Seeds and choripanes at the San Juan Bonfire


Delloro said that the activities take place in front of School 182, Jaime de Nevares, whose godfather is Quino. “At the beginning of the year, boys and girls from all grades, They make a proposal about what they want to put on top of the bonfire. One time it was Mafalda, another time it was school, another time it was books,” he said.

In this edition the kids proposed planting seeds. “In those seeds they put all their wishes as a schoolthat work was done on what we want to sow to then harvest,” he explained.

Finally after 8pm The choripanes will begin to be roasted while the lighting of the bonfire is broadcast live on Channel 7.

“We light the bonfire and then the choripanes come out, which are free.” for people who come to the neighborhood to enjoy it,” he concluded.

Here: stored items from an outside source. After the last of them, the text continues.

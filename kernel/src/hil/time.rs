// Licensed under the Apache License, Version 2.0 or the MIT License.
// SPDX-License-Identifier: Apache-2.0 OR MIT
// Copyright Tock Contributors 2022.

//! Hardware agnostic interfaces for time and timers within the Tock kernel.
//!
//! These traits are designed to be able to represent several different
//! timers. The base of the hierarchy is [`Time`], which represents a free
//! running counter of [`Ticks`] at a known [`Frequency`]. An [`Alarm`] adds a
//! single one-shot deadline on top of that counter.

use crate::ErrorCode;
use core::cmp::Ordering;
use core::fmt;

/// An integer type defining the width of a time value, which allows clients
/// to know when wraparound will occur.
pub trait Ticks: Clone + Copy + From<u32> + fmt::Debug + Ord + PartialOrd + Eq {
    /// Width of the actual underlying timer in bits.
    fn width() -> u32;

    /// Converts the type into a `usize`, stripping the higher bits if it is
    /// larger than `usize` and filling the higher bits with 0 if it is
    /// smaller than `usize`.
    fn into_usize(self) -> usize;

    /// Converts the type into a `u32`, stripping the higher bits if it is
    /// larger than `u32` and filling the higher bits with 0 if it is smaller
    /// than `u32`.
    fn into_u32(self) -> u32;

    fn into_u64(self) -> u64;

    /// Add two values, wrapping around on overflow using standard unsigned
    /// arithmetic.
    fn wrapping_add(self, other: Self) -> Self;

    /// Subtract two values, wrapping around on underflow using standard
    /// unsigned arithmetic.
    fn wrapping_sub(self, other: Self) -> Self;

    /// Returns whether the value is in the range of [`start`, `end`) using
    /// unsigned arithmetic and considering wraparound.
    fn within_range(self, start: Self, end: Self) -> bool;

    /// Returns the maximum value of this type, which should be (2^width)-1.
    fn max_value() -> Self;

    /// Converts a u64 into the type, saturating at `max_value`.
    fn from_or_max(val: u64) -> Self;
}

/// Represents a clock's frequency in Hz, allowing code to transform between
/// computer time units and wall clock time.
pub trait Frequency {
    /// Returns frequency in Hz.
    fn frequency() -> u32;
}

/// Represents a moment in time, obtained by calling `now`.
pub trait Time {
    /// The number of ticks per second
    type Frequency: Frequency;
    /// The width of a time value
    type Ticks: Ticks;

    /// Returns a timestamp. Depending on the implementation of Time, this
    /// could represent either a static timestamp or a sample of a counter;
    /// if an implementation relies on it being constant or changing it
    /// should use `Timestamp` or `Counter`.
    fn now(&self) -> Self::Ticks;
}

/// Conversions between wall clock units and [`Ticks`] of a [`Time`]
/// implementation.
pub trait ConvertTicks<T: Ticks> {
    /// Returns the number of ticks in the provided number of microseconds,
    /// saturating at the maximum tick value.
    fn ticks_from_us(&self, us: u32) -> T;

    /// Returns the number of ticks in the provided number of milliseconds,
    /// saturating at the maximum tick value.
    fn ticks_from_ms(&self, ms: u32) -> T;

    /// Returns the number of microseconds in the provided number of ticks,
    /// rounded down.
    fn ticks_to_us(&self, tick: T) -> u32;
}

impl<T: Time + ?Sized> ConvertTicks<<T as Time>::Ticks> for T {
    fn ticks_from_us(&self, us: u32) -> <T as Time>::Ticks {
        let freq = <T::Frequency>::frequency() as u64;
        <T as Time>::Ticks::from_or_max(us as u64 * freq / 1_000_000)
    }

    fn ticks_from_ms(&self, ms: u32) -> <T as Time>::Ticks {
        let freq = <T::Frequency>::frequency() as u64;
        <T as Time>::Ticks::from_or_max(ms as u64 * freq / 1_000)
    }

    fn ticks_to_us(&self, tick: <T as Time>::Ticks) -> u32 {
        let freq = <T::Frequency>::frequency() as u64;
        (tick.into_u64() * 1_000_000 / freq) as u32
    }
}

/// Callback handler for when an Alarm fires (a `Counter` reaches a specific
/// value).
pub trait AlarmClient {
    /// Callback indicating the alarm time has been reached. The alarm MUST
    /// be disabled when this is called. If a new alarm is needed, the client
    /// can call `Alarm::set_alarm`.
    fn alarm(&self);
}

/// Interface for receiving notification when a particular time (`Counter`
/// value) is reached.
///
/// Clients use the [`AlarmClient`] trait to signal when the counter has
/// reached a pre-specified value set in [`set_alarm`](Alarm::set_alarm).
/// Alarms are one-shot: the alarm is disarmed before the client is called.
pub trait Alarm<'a>: Time {
    /// Specify the callback for when the counter reaches the alarm value.
    fn set_alarm_client(&self, client: &'a dyn AlarmClient);

    /// Specify when the callback should be called and enable it. The
    /// callback will be enqueued when `Time::now() == reference + dt`. The
    /// callback itself may not run exactly at this time, due to delays.
    /// However, it it assured to execute *after* `reference + dt`: it can be
    /// delayed but will never fire early. Any previously armed alarm is
    /// replaced.
    fn set_alarm(&self, reference: Self::Ticks, dt: Self::Ticks);

    /// Return the current alarm value. This is undefined at boot and
    /// otherwise returns `now + dt` from the last call to `set_alarm`.
    fn get_alarm(&self) -> Self::Ticks;

    /// Disable the alarm and stop it from firing in the future.
    ///
    /// Valid `Result<(), ErrorCode>` codes are:
    ///   - `Ok(())` no callback will be called
    ///   - `Err(ErrorCode::FAIL)` the alarm could not be disarmed and a
    ///     callback will still be delivered
    fn disarm(&self) -> Result<(), ErrorCode>;

    /// Returns whether the alarm is currently armed. Note that this does not
    /// reliably indicate whether there will be a future callback: it is
    /// possible that the alarm has triggered (and disarmed) and a callback
    /// is pending and has not been called yet.
    fn is_armed(&self) -> bool;

    /// Return the minimum dt value that is supported. Any dt smaller than
    /// this will automatically be increased to this minimum value.
    fn minimum_dt(&self) -> Self::Ticks;
}

/// 1MHz `Frequency`
#[derive(Debug)]
pub struct Freq1MHz;
impl Frequency for Freq1MHz {
    fn frequency() -> u32 {
        1_000_000
    }
}

/// 32.768KHz `Frequency`
#[derive(Debug)]
pub struct Freq32KHz;
impl Frequency for Freq32KHz {
    fn frequency() -> u32 {
        32768
    }
}

/// 1KHz `Frequency`
#[derive(Debug)]
pub struct Freq1KHz;
impl Frequency for Freq1KHz {
    fn frequency() -> u32 {
        1000
    }
}

/// u32 `Ticks`
#[derive(Clone, Copy, Debug)]
pub struct Ticks32(u32);

impl From<u32> for Ticks32 {
    fn from(val: u32) -> Self {
        Ticks32(val)
    }
}

impl Ticks for Ticks32 {
    fn width() -> u32 {
        32
    }

    fn into_usize(self) -> usize {
        self.0 as usize
    }

    fn into_u32(self) -> u32 {
        self.0
    }

    fn into_u64(self) -> u64 {
        self.0 as u64
    }

    fn wrapping_add(self, other: Self) -> Self {
        Ticks32(self.0.wrapping_add(other.0))
    }

    fn wrapping_sub(self, other: Self) -> Self {
        Ticks32(self.0.wrapping_sub(other.0))
    }

    fn within_range(self, start: Self, end: Self) -> bool {
        self.wrapping_sub(start).0 < end.wrapping_sub(start).0
    }

    /// Returns the maximum value of this type, which should be (2^width)-1.
    fn max_value() -> Self {
        Ticks32(0xFFFFFFFF)
    }

    fn from_or_max(val: u64) -> Self {
        if val < Self::max_value().0 as u64 {
            Ticks32(val as u32)
        } else {
            Self::max_value()
        }
    }
}

impl PartialOrd for Ticks32 {
    fn partial_cmp(&self, other: &Self) -> Option<Ordering> {
        Some(self.cmp(other))
    }
}

impl Ord for Ticks32 {
    fn cmp(&self, other: &Self) -> Ordering {
        self.0.cmp(&other.0)
    }
}

impl PartialEq for Ticks32 {
    fn eq(&self, other: &Self) -> bool {
        self.0 == other.0
    }
}

impl Eq for Ticks32 {}

#[cfg(test)]
mod test {
    use super::*;

    struct Clock1MHz;

    impl Time for Clock1MHz {
        type Frequency = Freq1MHz;
        type Ticks = Ticks32;

        fn now(&self) -> Ticks32 {
            Ticks32::from(0)
        }
    }

    struct Clock32KHz;

    impl Time for Clock32KHz {
        type Frequency = Freq32KHz;
        type Ticks = Ticks32;

        fn now(&self) -> Ticks32 {
            Ticks32::from(0)
        }
    }

    #[test]
    fn convert_ticks() {
        assert_eq!(Clock1MHz.ticks_from_us(4340).into_u32(), 4340);
        assert_eq!(Clock1MHz.ticks_from_ms(3).into_u32(), 3000);
        assert_eq!(Clock32KHz.ticks_from_ms(1000).into_u32(), 32768);
        assert_eq!(Clock32KHz.ticks_to_us(Ticks32::from(32768)), 1_000_000);
    }

    #[test]
    fn range_wraps() {
        let start = Ticks32::from(0xFFFF_FFF0);
        let end = start.wrapping_add(Ticks32::from(0x20));
        assert!(Ticks32::from(5).within_range(start, end));
        assert!(!Ticks32::from(0x20).within_range(start, end));
        assert_eq!(Ticks32::from_or_max(u64::MAX), Ticks32::max_value());
    }
}
impl<'a, A: Alarm<'a>> EthernetLink<'a> for Dose<'a, A> {
    fn set_client(&self, client: &'a dyn EthernetLinkClient) {
        self.client.set(client);
    }

    fn init(&self) -> Result<(), ErrorCode> {
        if self.params.baud_rate == 0 {
            return Err(ErrorCode::INVAL);
        }
        self.uart.configure(uart::Parameters {
            baud_rate: self.params.baud_rate,
            width: uart::Width::Eight,
            parity: uart::Parity::None,
            stop_bits: uart::StopBits::One,
            hw_flow_control: false,
        })?;
        if let Some(pin) = self.sense {
            pin.make_input();
            pin.set_floating_state(FloatingState::PullUp);
        }
        if let Some(pin) = self.standby {
            pin.make_output();
            pin.clear();
        }
        if self.send_pending() {
            self.complete_send(Err(ErrorCode::CANCEL));
        }
        self.watchdog.disarm();
        self.start_listening()?;
        self.state.set(State::Init);
        self.dispatch(Signal::Init);
        self.client.map(|client| client.link_up());
        Ok(())
    }

    fn transmit(&self, fragments: &[&[u8]]) -> Result<usize, ErrorCode> {
        if let State::Init | State::Sleep = self.state.get() {
            return Err(ErrorCode::OFF);
        }
        if self.send_pending() {
            return Err(ErrorCode::BUSY);
        }
        let len: usize = fragments.iter().map(|fragment| fragment.len()).sum();
        if len == 0 {
            return Err(ErrorCode::INVAL);
        }
        if len > ETHERNET_FRAME_LEN {
            return Err(ErrorCode::SIZE);
        }
        self.tx_buffer.map_or(Err(ErrorCode::FAIL), |buf| {
            if len > buf.len() {
                return Err(ErrorCode::SIZE);
            }
            let mut offset = 0;
            for fragment in fragments {
                buf[offset..offset + fragment.len()].copy_from_slice(fragment);
                offset += fragment.len();
            }
            Ok(())
        })?;
        self.tx_len.set(len);
        self.attempts.set(0);
        self.modify_flags(Flags::SEND_PENDING::SET);
        if self.state.get() == State::Standby {
            self.standby_after_send.set(true);
            self.dispatch(Signal::Init);
        }
        self.dispatch(Signal::Send);
        Ok(len)
    }

    fn recv(&self, buf: Option<&mut [u8]>, max_len: usize) -> usize {
        let len = match self.pending_frame() {
            Some(size) => size - CRC_LEN,
            None => return 0,
        };
        match buf {
            None if max_len == 0 => len,
            None => {
                self.release_head();
                len
            }
            Some(buf) => {
                let n = len.min(max_len).min(buf.len());
                let copied = self
                    .rx
                    .map(|rx| rx.consume_chunk(&mut buf[..n]))
                    .flatten()
                    .unwrap_or(0);
                self.head_released();
                copied
            }
        }
    }

    fn isr(&self) {
        while let Some(size) = self.pending_frame() {
            let consumed = self.consumed.get();
            self.client
                .map(|client| client.frame_received(size - CRC_LEN));
            if self.consumed.get() == consumed {
                // Left in place, offered again on the next call.
                break;
            }
        }
    }

    fn get(&self, opt: LinkOption) -> Result<OptionValue, ErrorCode> {
        match opt {
            LinkOption::Address => Ok(OptionValue::Address(self.mac.get())),
            LinkOption::AddressLength => Ok(OptionValue::AddressLength(MAC_ADDRESS_LEN)),
            LinkOption::Promiscuous => Ok(OptionValue::Promiscuous(self.promiscuous())),
            LinkOption::MaxPduSize => Ok(OptionValue::MaxPduSize(ETHERNET_DATA_LEN)),
            LinkOption::IsWired => Ok(OptionValue::IsWired(true)),
            LinkOption::State => Ok(OptionValue::State(self.power_state())),
            LinkOption::Channel | LinkOption::TxPower => Err(ErrorCode::NOSUPPORT),
        }
    }

    fn set(&self, value: OptionValue) -> Result<(), ErrorCode> {
        match value {
            OptionValue::Address(mac) => {
                if mac[0] & 0x01 != 0 {
                    return Err(ErrorCode::INVAL);
                }
                self.mac.set(mac);
                Ok(())
            }
            OptionValue::Promiscuous(enabled) => {
                let mut options = self.options.get();
                options.modify(if enabled {
                    Options::PROMISCUOUS::SET
                } else {
                    Options::PROMISCUOUS::CLEAR
                });
                self.options.set(options);
                Ok(())
            }
            OptionValue::State(target) => self.request_power(target),
            OptionValue::AddressLength(_)
            | OptionValue::MaxPduSize(_)
            | OptionValue::IsWired(_)
            | OptionValue::Channel(_)
            | OptionValue::TxPower(_) => Err(ErrorCode::NOSUPPORT),
        }
    }
}
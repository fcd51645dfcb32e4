// Licensed under the Apache License, Version 2.0 or the MIT License.
// SPDX-License-Identifier: Apache-2.0 OR MIT
// Copyright Tock Contributors 2023.

//! Low power states of a DOSE link.
//!
//! `Standby` drives the standby pin so the transceiver stops listening to
//! the bus, `Sleep` additionally stops UART reception. Both are entered
//! from `Idle` only: a request made while a frame is being sent or received
//! is held and applied when the link next settles in `Idle`. Sending from
//! `Standby` holds a request for `Standby` once the frame is done.

use kernel::hil::ethernet::PowerState;
use kernel::hil::gpio::Output;
use kernel::hil::time::Alarm;
use kernel::hil::uart::Receive;
use kernel::{debug, ErrorCode};

use super::driver::Dose;
use super::{Signal, State};

impl<'a, A: Alarm<'a>> Dose<'a, A> {
    pub(super) fn power_state(&self) -> PowerState {
        match self.state.get() {
            State::Init => PowerState::Off,
            State::Standby => PowerState::Standby,
            State::Sleep => PowerState::Sleep,
            State::Idle | State::Blocked | State::Recv | State::Send => PowerState::Idle,
        }
    }

    /// Move the link to `target`. Requesting the current state does nothing.
    pub(super) fn request_power(&self, target: PowerState) -> Result<(), ErrorCode> {
        if target == PowerState::Off {
            return Err(ErrorCode::INVAL);
        }
        let state = self.state.get();
        match state {
            State::Init => Err(ErrorCode::OFF),
            State::Idle | State::Standby | State::Sleep if !self.send_pending() => {
                self.power_request.clear();
                self.apply_power(target);
                Ok(())
            }
            _ => {
                if target == PowerState::Idle {
                    self.power_request.clear();
                    self.standby_after_send.set(false);
                } else {
                    self.power_request.set(target);
                }
                Ok(())
            }
        }
    }

    /// Switch to `target` from `Idle` or a low power state.
    pub(super) fn apply_power(&self, target: PowerState) {
        let current = self.power_state();
        if current == target {
            return;
        }
        if current != PowerState::Idle {
            self.dispatch(Signal::Init);
        }
        match target {
            PowerState::Standby | PowerState::Sleep => self.enter_low_power(target),
            PowerState::Idle | PowerState::Off => {}
        }
    }

    fn enter_low_power(&self, target: PowerState) {
        self.disable_sense();
        self.watchdog.disarm();
        if let Some(pin) = self.standby {
            pin.set();
        }
        if target == PowerState::Sleep {
            match self.uart.receive_abort() {
                Ok(()) => self.rx_listening.set(false),
                // Still listening until the cancelled word is reported.
                Err(ErrorCode::BUSY) => {}
                Err(e) => {
                    debug!("dose: UART receive abort failed: {:?}", e);
                    self.rx_listening.set(false);
                }
            }
            self.state.set(State::Sleep);
        } else {
            self.state.set(State::Standby);
        }
    }

    /// `Standby` or `Sleep` + `Init`.
    pub(super) fn wake(&self) -> Option<Signal> {
        if let Some(pin) = self.standby {
            pin.clear();
        }
        if self.start_listening().is_err() {
            debug!("dose: could not restart UART reception");
        }
        self.enter_idle()
    }
}
// Licensed under the Apache License, Version 2.0 or the MIT License.
// SPDX-License-Identifier: Apache-2.0 OR MIT
// Copyright Tock Contributors 2022.

//! Data structure for storing compile-time configuration options in the kernel.
//!
//! The rationale for configuration based on a `const` object is twofold.
//!
//! - In theory, Cargo features could be used for boolean-based configuration.
//!   However, these features are generally error-prone for non-trivial use
//!   cases. Code gated by a non-enabled feature isn't even type-checked by the
//!   compiler, and therefore we can end up with broken features due to
//!   refactoring code.
//!
//! - Cargo features can only contain bits. A constant value can contain
//!   arbitrary types, which allow configuration based on integers, strings,
//!   or even more complex values.
//!
//! With a typed `const` configuration, all code paths are type-checked by the
//! compiler, even those that end up disabled. After type-checking, the compiler
//! folds the constants, so a boolean condition used in an `if` block has no
//! cost in the resulting binary.

/// Data structure holding compile-time configuration options.
///
/// To change the configuration, modify the relevant values in the `CONFIG`
/// constant object defined at the end of this file.
pub struct Config {
    /// Whether link-layer capsules should trace their state machines to the
    /// debug output.
    ///
    /// If enabled, every signal dispatched to a link state machine is printed
    /// together with the state it moved from and to, as well as collisions,
    /// watchdog expiries and dropped frames.
    pub trace_link_signals: bool,
}

/// A unique instance of `Config` where compile-time configuration options are
/// defined. Notably, this is the only location in the kernel where we permit
/// `#[cfg(x)]` to be used to configure code based on Cargo features.
pub const CONFIG: Config = Config {
    trace_link_signals: cfg!(feature = "trace_link_signals"),
};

How the celebration was born in Neuquén


From the Neighborhood Commission of the Río Grande neighborhood they pointed out that the San Juan Bonfire began to be celebrated formally by the hand of the first director of the primary school, Daniel Pérez, who convened the educational community to remember the games and celebrations of their parents in their childhood. They were replicated in the green space in front of the schools, today called Plaza José Luis Fontenla.

It was José Luis who added this celebration to the primary school’s call and who set it up and helped keep it in the neighborhood. The primary school began its activities in 1987. and this celebration, which takes place on the winter solstice, has been carried out uninterruptedly and always successfully. Its only meaning is the encounter and community enjoyment.